[Extracted information]

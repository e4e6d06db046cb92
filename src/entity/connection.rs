use serde_json::Value;

use super::volume::VolumeMap;
use super::{GraphObject, NO_METRICS_NOTICE, Notice, ObjectId, ObjectRef, class_or_default};
use crate::graph::dimming::DimState;
use crate::snapshot::SnapshotConnection;
use crate::util::{approx_eq, connection_name};

#[derive(Debug)]
pub struct Connection {
    id: ObjectId,
    name: String,
    source: String,
    target: String,
    class: String,
    volume: VolumeMap,
    volume_total: f64,
    volume_percent: VolumeMap,
    volume_percent_keys_sorted: Vec<String>,
    volume_greatest: f64,
    notices: Vec<Notice>,
    annotations: Vec<Value>,
    pub(crate) filtered: bool,
    pub(crate) default_filtered: bool,
    pub(crate) valid: bool,
    pub(crate) dim: DimState,
}

impl Connection {
    pub fn new(data: &SnapshotConnection) -> Self {
        let mut connection = Self {
            id: ObjectId::next(),
            name: connection_name(&data.source, &data.target),
            source: data.source.clone(),
            target: data.target.clone(),
            class: class_or_default(None),
            volume: VolumeMap::new(),
            volume_total: 0.0,
            volume_percent: VolumeMap::new(),
            volume_percent_keys_sorted: Vec::new(),
            volume_greatest: 0.0,
            notices: Vec::new(),
            annotations: Vec::new(),
            filtered: false,
            default_filtered: false,
            valid: true,
            dim: DimState::default(),
        };
        connection.update(data);
        connection
    }

    /// Merges a snapshot fragment in place. Returns true when any observable
    /// field changed; the caller is responsible for invalidating the
    /// endpoints' volume caches when the volume moved.
    pub fn update(&mut self, data: &SnapshotConnection) -> bool {
        let volume = data.metrics.clone().unwrap_or_default();
        let volume_total = volume.values().sum::<f64>();

        let mut volume_percent = VolumeMap::new();
        for (class, value) in &volume {
            let share = if volume_total > 0.0 {
                value / volume_total
            } else {
                0.0
            };
            volume_percent.insert(class.clone(), share);
        }

        let mut volume_percent_keys_sorted = volume_percent.keys().cloned().collect::<Vec<_>>();
        volume_percent_keys_sorted.sort_by(|a, b| {
            volume_percent[a]
                .total_cmp(&volume_percent[b])
                .then_with(|| a.cmp(b))
        });

        let mut notices = data.notices.clone();
        if volume.is_empty() {
            notices.push(Notice::new(NO_METRICS_NOTICE, 0));
        }

        let class = class_or_default(data.class.as_deref());

        let changed = self.volume != volume
            || !approx_eq(self.volume_total, volume_total)
            || self.notices != notices
            || self.class != class
            || self.annotations != data.annotations;

        if changed {
            self.volume = volume;
            self.volume_total = volume_total;
            self.volume_percent = volume_percent;
            self.volume_percent_keys_sorted = volume_percent_keys_sorted;
            self.notices = notices;
            self.class = class;
            self.annotations = data.annotations.clone();
        }
        changed
    }

    pub fn update_greatest_volume(&mut self, greatest: f64) -> bool {
        if approx_eq(self.volume_greatest, greatest) {
            return false;
        }
        self.volume_greatest = greatest;
        true
    }

    pub fn source(&self) -> &str {
        &self.source
    }

    pub fn target(&self) -> &str {
        &self.target
    }

    pub fn volume(&self) -> &VolumeMap {
        &self.volume
    }

    pub fn volume_total(&self) -> f64 {
        self.volume_total
    }

    pub fn volume_for(&self, class: &str) -> f64 {
        self.volume.get(class).copied().unwrap_or(0.0)
    }

    pub fn volume_percent(&self) -> &VolumeMap {
        &self.volume_percent
    }

    /// Traffic classes ordered by ascending share of this connection.
    pub fn volume_percent_keys_sorted(&self) -> &[String] {
        &self.volume_percent_keys_sorted
    }

    pub fn volume_greatest(&self) -> f64 {
        self.volume_greatest
    }

    pub fn annotations(&self) -> &[Value] {
        &self.annotations
    }

    pub fn is_default_visible(&self) -> bool {
        !self.default_filtered
    }
}

impl GraphObject for Connection {
    fn object_id(&self) -> ObjectId {
        self.id
    }

    fn name(&self) -> &str {
        &self.name
    }

    fn class(&self) -> &str {
        &self.class
    }

    fn notices(&self) -> &[Notice] {
        &self.notices
    }

    fn is_visible(&self) -> bool {
        !self.filtered
    }

    fn object_ref(&self) -> ObjectRef {
        ObjectRef::Connection(self.name.clone())
    }
}
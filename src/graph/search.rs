use std::collections::HashSet;
use std::time::Instant;

use fuzzy_matcher::FuzzyMatcher;
use fuzzy_matcher::skim::SkimMatcherV2;

use super::TrafficGraph;

fn fuzzy_match_score(matcher: &SkimMatcherV2, text: &str, query: &str) -> Option<i64> {
    matcher
        .fuzzy_match(text, query)
        .or_else(|| matcher.fuzzy_match(&text.to_ascii_lowercase(), &query.to_ascii_lowercase()))
}

impl TrafficGraph {
    pub fn search(&self) -> Option<&str> {
        self.search.as_deref()
    }

    pub fn search_matches(&self) -> &HashSet<String> {
        &self.search_matches
    }

    /// Fuzzy-matches node names and dims the rest. A blank query clears the
    /// search. Returns the number of matching nodes.
    pub fn set_search(&mut self, query: &str, now: Instant) -> usize {
        let query = query.trim();
        if query.is_empty() {
            self.search = None;
            self.search_matches.clear();
        } else {
            let matcher = SkimMatcherV2::default();
            self.search_matches = self
                .nodes
                .keys()
                .filter(|name| fuzzy_match_score(&matcher, name, query).is_some())
                .cloned()
                .collect();
            self.search = Some(query.to_owned());
            log::debug!(
                "{}: search {query:?} matched {} nodes",
                self.name,
                self.search_matches.len()
            );
        }

        self.refresh_overlay(now);
        self.search_matches.len()
    }
}
use eframe::egui::{Vec2, vec2};

const LEAF_CAPACITY: usize = 8;
const MAX_DEPTH: usize = 10;

#[derive(Clone, Copy, Debug)]
pub(super) struct Square {
    center: Vec2,
    half_extent: f32,
}

impl Square {
    fn enclosing(points: &[Vec2]) -> Option<Self> {
        let mut min = vec2(f32::INFINITY, f32::INFINITY);
        let mut max = vec2(f32::NEG_INFINITY, f32::NEG_INFINITY);
        for point in points {
            min = min.min(*point);
            max = max.max(*point);
        }

        if !(min.x.is_finite() && min.y.is_finite() && max.x.is_finite() && max.y.is_finite()) {
            return None;
        }

        let span = (max - min).max_elem().max(1.0);
        Some(Self {
            center: (min + max) * 0.5,
            half_extent: span * 0.5 + 1.0,
        })
    }

    fn quadrant(self, index: usize) -> Self {
        let quarter = self.half_extent * 0.5;
        let dx = if index & 1 == 1 { quarter } else { -quarter };
        let dy = if index & 2 == 2 { quarter } else { -quarter };
        Self {
            center: self.center + vec2(dx, dy),
            half_extent: quarter,
        }
    }

    fn quadrant_of(self, point: Vec2) -> usize {
        usize::from(point.x >= self.center.x) | (usize::from(point.y >= self.center.y) << 1)
    }

    /// Squared distance from `point` to the nearest point of the square.
    fn distance_sq(self, point: Vec2) -> f32 {
        let dx = ((point.x - self.center.x).abs() - self.half_extent).max(0.0);
        let dy = ((point.y - self.center.y).abs() - self.half_extent).max(0.0);
        dx * dx + dy * dy
    }
}

/// Point quadtree used to find bodies within repulsion range.
pub(super) struct QuadTree {
    square: Square,
    members: Vec<usize>,
    children: Vec<QuadTree>,
}

impl QuadTree {
    pub(super) fn build(points: &[Vec2]) -> Option<Self> {
        let square = Square::enclosing(points)?;
        Some(Self::split(square, (0..points.len()).collect(), points, 0))
    }

    fn split(square: Square, members: Vec<usize>, points: &[Vec2], depth: usize) -> Self {
        if members.len() <= LEAF_CAPACITY || depth >= MAX_DEPTH {
            return Self {
                square,
                members,
                children: Vec::new(),
            };
        }

        let mut buckets: [Vec<usize>; 4] = Default::default();
        for index in members {
            buckets[square.quadrant_of(points[index])].push(index);
        }

        let children = buckets
            .into_iter()
            .enumerate()
            .filter(|(_, bucket)| !bucket.is_empty())
            .map(|(quadrant, bucket)| {
                Self::split(square.quadrant(quadrant), bucket, points, depth + 1)
            })
            .collect();

        Self {
            square,
            members: Vec::new(),
            children,
        }
    }

    /// Calls `visit` for every stored index whose cell is within `range` of
    /// `point`. Callers still check the exact distance.
    pub(super) fn visit_near(&self, point: Vec2, range: f32, visit: &mut impl FnMut(usize)) {
        if self.square.distance_sq(point) > range * range {
            return;
        }

        for &index in &self.members {
            visit(index);
        }
        for child in &self.children {
            child.visit_near(point, range, visit);
        }
    }
}

#[cfg(test)]
mod tests {
    use super::*;

    #[test]
    fn test_visit_near_finds_every_close_point() {
        let points = (0..100)
            .map(|index| vec2((index % 10) as f32 * 10.0, (index / 10) as f32 * 10.0))
            .collect::<Vec<_>>();
        let tree = QuadTree::build(&points).unwrap();

        let origin = vec2(45.0, 45.0);
        let mut found = Vec::new();
        tree.visit_near(origin, 12.0, &mut |index| {
            if (points[index] - origin).length() <= 12.0 {
                found.push(index);
            }
        });
        found.sort_unstable();

        let expected = (0..100)
            .filter(|index| (points[*index] - origin).length() <= 12.0)
            .collect::<Vec<_>>();
        assert_eq!(found, expected);
        assert_eq!(found.len(), 4);
    }

    #[test]
    fn test_empty_input_builds_nothing() {
        assert!(QuadTree::build(&[]).is_none());
    }
}
//! The reconciliation engine: one live object graph per view.

pub mod dimming;
mod events;
mod filter;
mod highlight;
mod kind;
mod reconcile;
mod relayout;
mod search;

use std::collections::{HashMap, HashSet};
use std::sync::Arc;
use std::time::Instant;

use rand::SeedableRng;
use rand::rngs::StdRng;

use crate::config::EngineConfig;
use crate::entity::{
    Connection, ConnectionMap, GraphObject, Node, NodeMap, ObjectRef,
};
use crate::layout::physics::ForceSimulation;
use crate::layout::{Dimensions, LayoutCache, LayoutDispatcher, LayoutStrategy};
use crate::particles::ParticleEmitter;
use crate::snapshot::Snapshot;
use crate::view::{ConnectionPath, DetachedView, ViewBridge, connection_path};

pub use dimming::{DimState, DimTargets};
pub use events::GraphEvent;
pub use filter::{Filter, FilterKind, FilterSubject};
pub use kind::GraphKind;
pub use reconcile::StateChange;
pub use relayout::LayoutTracker;

/// Shared, process-wide collaborators handed to every graph explicitly.
#[derive(Clone)]
pub struct GraphContext {
    pub config: Arc<EngineConfig>,
    pub dispatcher: Arc<LayoutDispatcher>,
    pub layout_cache: Arc<LayoutCache>,
    pub dimensions: Dimensions,
}

#[derive(Clone, Copy, Debug, Default, PartialEq)]
pub struct GraphVolume {
    pub max: f64,
    pub current: f64,
}

#[derive(Clone, Copy, Debug, Default, PartialEq, Eq)]
pub struct NodeCounts {
    pub total: usize,
    pub visible: usize,
}

#[derive(Clone, Copy, Debug, PartialEq, Eq)]
pub enum GraphPhase {
    Uninitialized,
    Current,
    Background,
}

pub struct TrafficGraph {
    pub(crate) name: String,
    path: Vec<String>,
    kind: GraphKind,
    pub(crate) config: Arc<EngineConfig>,
    pub(crate) nodes: NodeMap,
    pub(crate) connections: ConnectionMap,
    filters: Vec<Filter>,
    volume: GraphVolume,
    entry_node: Option<String>,
    layout_valid: bool,
    has_position_data: bool,
    node_counts: NodeCounts,
    current: bool,
    populated: bool,
    cached_snapshot: Option<Snapshot>,
    last_snapshot: Option<Snapshot>,
    held: HashSet<String>,
    highlighted: Option<ObjectRef>,
    search: Option<String>,
    search_matches: HashSet<String>,
    events: Vec<GraphEvent>,
    view: Box<dyn ViewBridge>,
    dispatcher: Arc<LayoutDispatcher>,
    strategy: Arc<dyn LayoutStrategy>,
    layout_cache: Arc<LayoutCache>,
    dimensions: Dimensions,
    layout: LayoutTracker,
    simulation: Option<ForceSimulation>,
    emitters: HashMap<String, ParticleEmitter>,
    rng: StdRng,
}

impl TrafficGraph {
    /// `path` is the view path of this graph: empty for the global graph,
    /// `[region]` for a region, `[region, service]` for a drill-down.
    pub fn new(kind: GraphKind, path: Vec<String>, context: &GraphContext) -> Self {
        let name = path.last().cloned().unwrap_or_else(|| "global".to_owned());
        let strategy = kind.default_layout().strategy(&context.layout_cache);
        let simulation = (kind.supports_physics() && context.config.physics.enabled)
            .then(|| ForceSimulation::new(context.config.physics));

        Self {
            name,
            path,
            kind,
            config: Arc::clone(&context.config),
            nodes: NodeMap::new(),
            connections: ConnectionMap::new(),
            filters: Vec::new(),
            volume: GraphVolume::default(),
            entry_node: None,
            layout_valid: false,
            has_position_data: false,
            node_counts: NodeCounts::default(),
            current: false,
            populated: false,
            cached_snapshot: None,
            last_snapshot: None,
            held: HashSet::new(),
            highlighted: None,
            search: None,
            search_matches: HashSet::new(),
            events: Vec::new(),
            view: Box::new(DetachedView),
            dispatcher: Arc::clone(&context.dispatcher),
            strategy,
            layout_cache: Arc::clone(&context.layout_cache),
            dimensions: context.dimensions,
            layout: LayoutTracker::default(),
            simulation,
            emitters: HashMap::new(),
            rng: StdRng::from_entropy(),
        }
    }

    pub fn name(&self) -> &str {
        &self.name
    }

    pub fn path(&self) -> &[String] {
        &self.path
    }

    pub fn kind(&self) -> GraphKind {
        self.kind
    }

    pub fn phase(&self) -> GraphPhase {
        if !self.populated && self.cached_snapshot.is_none() {
            GraphPhase::Uninitialized
        } else if self.current {
            GraphPhase::Current
        } else {
            GraphPhase::Background
        }
    }

    pub fn is_current(&self) -> bool {
        self.current
    }

    pub fn set_view_bridge(&mut self, view: Box<dyn ViewBridge>) {
        self.view = view;
    }

    pub fn set_layout_strategy(&mut self, strategy: Arc<dyn LayoutStrategy>) {
        self.strategy = strategy;
        self.invalidate_layout();
    }

    pub fn layout_cache(&self) -> &Arc<LayoutCache> {
        &self.layout_cache
    }

    /// Switches between displayed and background. Becoming current replays
    /// any snapshot cached while in the background and lays out if needed.
    pub fn set_current(&mut self, current: bool) {
        if self.current == current {
            return;
        }

        self.current = current;
        if current {
            log::info!("{} is now the current graph", self.name);
            self.validate_state();
            if !self.layout_valid && self.populated {
                self.relayout();
            }
        } else {
            log::debug!("{} moved to the background", self.name);
        }
    }

    pub fn node(&self, name: &str) -> Option<&Node> {
        self.nodes.get(name)
    }

    pub fn connection(&self, name: &str) -> Option<&Connection> {
        self.connections.get(name)
    }

    pub fn nodes(&self) -> impl Iterator<Item = &Node> {
        self.nodes.values()
    }

    pub fn connections(&self) -> &ConnectionMap {
        &self.connections
    }

    pub fn incoming_volume(&self, node: &str, key: Option<&str>) -> Option<f64> {
        self.nodes
            .get(node)
            .map(|node| node.incoming_volume(&self.connections, key))
    }

    pub fn outgoing_volume(&self, node: &str, key: Option<&str>) -> Option<f64> {
        self.nodes
            .get(node)
            .map(|node| node.outgoing_volume(&self.connections, key))
    }

    pub fn entry_node(&self) -> Option<&str> {
        self.entry_node.as_deref()
    }

    pub fn is_entry_node(&self, name: &str) -> bool {
        self.nodes
            .get(name)
            .is_some_and(|node| node.is_entry_node(self.entry_node.as_deref()))
    }

    pub fn entry_nodes(&self) -> Vec<String> {
        let mut entries = self
            .nodes
            .values()
            .filter(|node| node.is_entry_node(self.entry_node.as_deref()))
            .map(|node| node.name().to_owned())
            .collect::<Vec<_>>();
        entries.sort();
        entries
    }

    /// Whether `node` counts `other` as connected. Upstream-only; see
    /// [`Node::connected_to`].
    pub fn connected_to(&self, node: &str, other: &str) -> bool {
        self.nodes
            .get(node)
            .is_some_and(|node| node.connected_to(other, &self.connections))
    }

    pub fn has_notices(&self, object: &ObjectRef) -> bool {
        let threshold = self.config.notice_severity_threshold;
        match object {
            ObjectRef::Node(name) => self
                .nodes
                .get(name)
                .is_some_and(|node| node.has_notices(threshold)),
            ObjectRef::Connection(name) => self
                .connections
                .get(name)
                .is_some_and(|connection| connection.has_notices(threshold)),
        }
    }

    pub fn volume(&self) -> GraphVolume {
        self.volume
    }

    pub fn node_counts(&self) -> NodeCounts {
        self.node_counts
    }

    pub fn layout_valid(&self) -> bool {
        self.layout_valid
    }

    pub fn has_position_data(&self) -> bool {
        self.has_position_data
    }

    pub fn dimensions(&self) -> Dimensions {
        self.dimensions
    }

    /// The newest snapshot this graph has seen, applied or not.
    pub fn latest_snapshot(&self) -> Option<&Snapshot> {
        self.cached_snapshot.as_ref().or(self.last_snapshot.as_ref())
    }

    pub fn has_cached_snapshot(&self) -> bool {
        self.cached_snapshot.is_some()
    }

    /// Keeps a node alive even when snapshots stop mentioning it.
    pub fn hold_node(&mut self, name: &str) {
        self.held.insert(name.to_owned());
    }

    pub fn release_node(&mut self, name: &str) {
        self.held.remove(name);
    }

    pub fn take_events(&mut self) -> Vec<GraphEvent> {
        std::mem::take(&mut self.events)
    }

    /// Asks the scene to drill into `object`: a region from the global
    /// graph, a service from a region.
    pub fn request_view(&mut self, object: &str) -> bool {
        if !self.nodes.contains_key(object) || self.kind == GraphKind::Focused {
            return false;
        }

        let mut path = self.path.clone();
        path.push(object.to_owned());
        self.events.push(GraphEvent::SetView { path });
        true
    }

    pub fn set_dimensions(&mut self, dimensions: Dimensions) {
        if self.dimensions == dimensions {
            return;
        }

        self.dimensions = dimensions;
        self.invalidate_layout();
    }

    pub(crate) fn invalidate_layout(&mut self) {
        self.layout_valid = false;
        if self.current {
            self.relayout();
        }
    }

    fn remove_connection(&mut self, name: &str) -> bool {
        let Some(connection) = self.connections.remove(name) else {
            return false;
        };

        for endpoint in [connection.source(), connection.target()] {
            if let Some(node) = self.nodes.get_mut(endpoint) {
                node.detach(name);
            }
        }

        self.emitters.remove(name);
        if self.highlighted.as_ref() == Some(&connection.object_ref()) {
            self.highlighted = None;
        }
        self.view.object_removed(&connection.object_ref());
        self.layout_valid = false;
        true
    }

    /// Removes a node and every connection touching it. Returns the removed
    /// connection names.
    fn remove_node(&mut self, name: &str) -> Vec<String> {
        let Some(node) = self.nodes.get(name) else {
            return Vec::new();
        };

        let attached = node
            .incoming
            .iter()
            .chain(node.outgoing.iter())
            .cloned()
            .collect::<Vec<_>>();
        let mut removed = Vec::new();
        for connection in attached {
            if self.remove_connection(&connection) {
                removed.push(connection);
            }
        }

        if let Some(node) = self.nodes.remove(name) {
            if self.highlighted.as_ref() == Some(&node.object_ref()) {
                self.highlighted = None;
            }
            self.search_matches.remove(name);
            self.view.object_removed(&node.object_ref());
        }
        self.layout_valid = false;
        removed
    }

    /// Per-tick housekeeping: watchdog, layout results, force simulation.
    pub fn tick(&mut self, now: Instant, delta_seconds: f32) {
        self.check_layout_watchdog(now);
        self.poll_layout();
        self.step_simulation(delta_seconds);
    }

    /// Advances every visible connection's particles; returns how many were
    /// launched.
    pub fn advance_particles(&mut self, elapsed_ms: f64) -> usize {
        let mut launched = 0;
        for (name, emitter) in &mut self.emitters {
            if self.connections.get(name).is_some_and(|c| c.is_visible()) {
                launched += emitter.advance(elapsed_ms, &mut self.rng);
            }
        }
        launched
    }

    pub fn particle_emitter(&self, connection: &str) -> Option<&ParticleEmitter> {
        self.emitters.get(connection)
    }

    /// Geometry the renderer draws a connection along, from the current
    /// endpoint positions.
    pub fn connection_path(&self, name: &str) -> Option<ConnectionPath> {
        let connection = self.connections.get(name)?;
        let source = self.nodes.get(connection.source())?.position;
        let target = self.nodes.get(connection.target())?.position;
        Some(connection_path(source, target, self.kind.connection_bulge()))
    }
}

[/Extracted information]

_Task directions_
Taking the lines above, repeat exactly those from the line that contains "pub fn has_cached_snapshot(&self)" through the line that contains "pub fn request_view(&mut", and both of those lines as well. Include nothing else.

_Output for this task_
    pub fn has_cached_snapshot(&self) -> bool {
        self.cached_snapshot.is_some()
    }

    /// Keeps a node alive even when snapshots stop mentioning it.
    pub fn hold_node(&mut self, name: &str) {
        self.held.insert(name.to_owned());
    }

    pub fn release_node(&mut self, name: &str) {
        self.held.remove(name);
    }

    pub fn take_events(&mut self) -> Vec<GraphEvent> {
        std::mem::take(&mut self.events)
    }

    /// Asks the scene to drill into `object`: a region from the global
    /// graph, a service from a region.
    pub fn request_view(&mut self, object: &str) -> bool {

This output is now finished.